SKP Acquires Shopkick in Bid for Greater Market Share

South Korean mobile retail giant SK planet Co., Ltd. (SKP) has announced plans to acquire shopkick, Inc., the popular US-based shopping app. Touted as a major win-win for both companies, the partnership will allow SKP to increase its global market share while endowing shopkick with the resources and assets that come with its affiliation considerable business affiliations.
The two companies specialize in services that stimulate “online-to-offline” commerce, a market thought to be worth $1.4 trillion in the United States, and the similarities of their visions appear to make them an excellent fit. Cyriac Roeding, shopkick’s CEO, certainly seems buoyant about the partnership. “When I first heard Jinwoo speak of SK planet’s vision,” he said, referring to Jinwoo So, SKP CEO, “it sounded like we were from the same company – that’s how closely our strategies are aligned.” Now, he says, “we can now drive SK planet’s international leadership forward in the U.S., and SK planet will help us achieve our global visions.”
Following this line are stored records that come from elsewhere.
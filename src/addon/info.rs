use base64::engine::general_purpose::STANDARD;
use base64::Engine as _;
use serde::de::DeserializeOwned;
use serde::{Deserialize, Deserializer, Serialize};
use tracing::warn;

use crate::addon::Version;

/// Parsed version document, either the local copy shipped with the add-on or
/// the publisher's remote copy.
#[derive(Debug, Clone, Default, PartialEq, Serialize)]
pub struct AddonInfo {
    /// Path or URL the document text came from.
    pub source: String,
    pub name: String,
    pub version: Option<Version>,
    /// Exact game version the add-on targets, consulted only when no range
    /// bound is declared.
    pub game_version: Option<Version>,
    pub game_version_min: Option<Version>,
    pub game_version_max: Option<Version>,
    /// Location of the remote copy of this document.
    pub url: Option<String>,
    /// Where the user can fetch the update.
    pub download: Option<String>,
    pub github: Option<GithubInfo>,
    /// Latest release published on GitHub, resolved during the remote stage.
    pub github_release: Option<Version>,
    /// Set when the document text was unparsable; all other members are then
    /// in their default state.
    pub parse_error: bool,
}

/// GITHUB block of a version document.
#[derive(Debug, Clone, PartialEq, Serialize, Deserialize)]
pub struct GithubInfo {
    #[serde(rename = "USERNAME")]
    pub username: String,
    #[serde(rename = "REPOSITORY")]
    pub repository: String,
    #[serde(rename = "ALLOW_PRE_RELEASE", default)]
    pub allow_pre_release: bool,
}

#[derive(Deserialize)]
struct Document {
    #[serde(rename = "NAME", default)]
    name: Option<String>,
    #[serde(rename = "VERSION", default, deserialize_with = "lenient")]
    version: Option<Version>,
    #[serde(rename = "GAME_VERSION", default, deserialize_with = "lenient")]
    game_version: Option<Version>,
    #[serde(rename = "GAME_VERSION_MIN", default, deserialize_with = "lenient")]
    game_version_min: Option<Version>,
    #[serde(rename = "GAME_VERSION_MAX", default, deserialize_with = "lenient")]
    game_version_max: Option<Version>,
    #[serde(rename = "URL", default)]
    url: Option<String>,
    #[serde(rename = "DOWNLOAD", default)]
    download: Option<String>,
    #[serde(rename = "GITHUB", default, deserialize_with = "lenient")]
    github: Option<GithubInfo>,
}

impl AddonInfo {
    /// Parse a version document. Never fails: unparsable text yields a
    /// descriptor in default state with `parse_error` set.
    pub fn parse(source: impl Into<String>, text: &str) -> Self {
        let source = source.into();
        let document: Document = match serde_json::from_str(text) {
            Ok(document) => document,
            Err(err) => {
                warn!(source = %source, error = %err, "unparsable version document");
                return Self {
                    source,
                    parse_error: true,
                    ..Self::default()
                };
            }
        };

        Self {
            source,
            name: document.name.unwrap_or_default(),
            version: document.version,
            game_version: document.game_version,
            game_version_min: document.game_version_min,
            game_version_max: document.game_version_max,
            url: normalize_url(document.url),
            download: normalize_url(document.download),
            github: document.github,
            github_release: None,
            parse_error: false,
        }
    }

    /// Compatibility with the given game version: inside the declared
    /// min/max range when any bound is present, otherwise an exact match of
    /// the declared game version. A document that declares nothing is
    /// compatible with everything.
    pub fn is_compatible(&self, game: Version) -> bool {
        match (self.game_version_min, self.game_version_max) {
            (None, None) => self.game_version.map_or(true, |declared| declared == game),
            (min, max) => {
                min.map_or(true, |min| min <= game) && max.map_or(true, |max| game <= max)
            }
        }
    }

    /// True when the declared version matches the release actually published
    /// on GitHub. Vacuously true without a GITHUB block or when the lookup
    /// never resolved a release.
    pub fn is_github_release_compatible(&self) -> bool {
        if self.github.is_none() {
            return true;
        }
        match (self.github_release, self.version) {
            (Some(release), Some(declared)) => release == declared,
            _ => true,
        }
    }

    /// Identity token for the dismissed-updates set: base64 of the name
    /// followed by the displayed version.
    pub fn identity(&self) -> String {
        let version = self.version.map(|v| v.to_string()).unwrap_or_default();
        STANDARD.encode(format!("{}{}", self.name, version))
    }
}

fn normalize_url(url: Option<String>) -> Option<String> {
    url.map(|u| u.trim().to_string()).filter(|u| !u.is_empty())
}

/// Decode an optional document member, degrading to `None` when the member
/// is present but malformed instead of failing the whole document.
fn lenient<'de, D, T>(deserializer: D) -> Result<Option<T>, D::Error>
where
    D: Deserializer<'de>,
    T: DeserializeOwned,
{
    let value = serde_json::Value::deserialize(deserializer)?;
    Ok(T::deserialize(value).ok())
}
Indeed, SKP is affiliated with a Fortune 100 corporation in SK Holdings, and SK Telecom, the largest mobile carrier in South Korea; and SKP itself processes $50 billion in transactions annually. For its part, shopkick has been rated by Forbes as one of America’s 100 Most Promising Companies in 2014, and is widely considered the dominant leader in the US mobile commerce industry. The two have much to offer each other.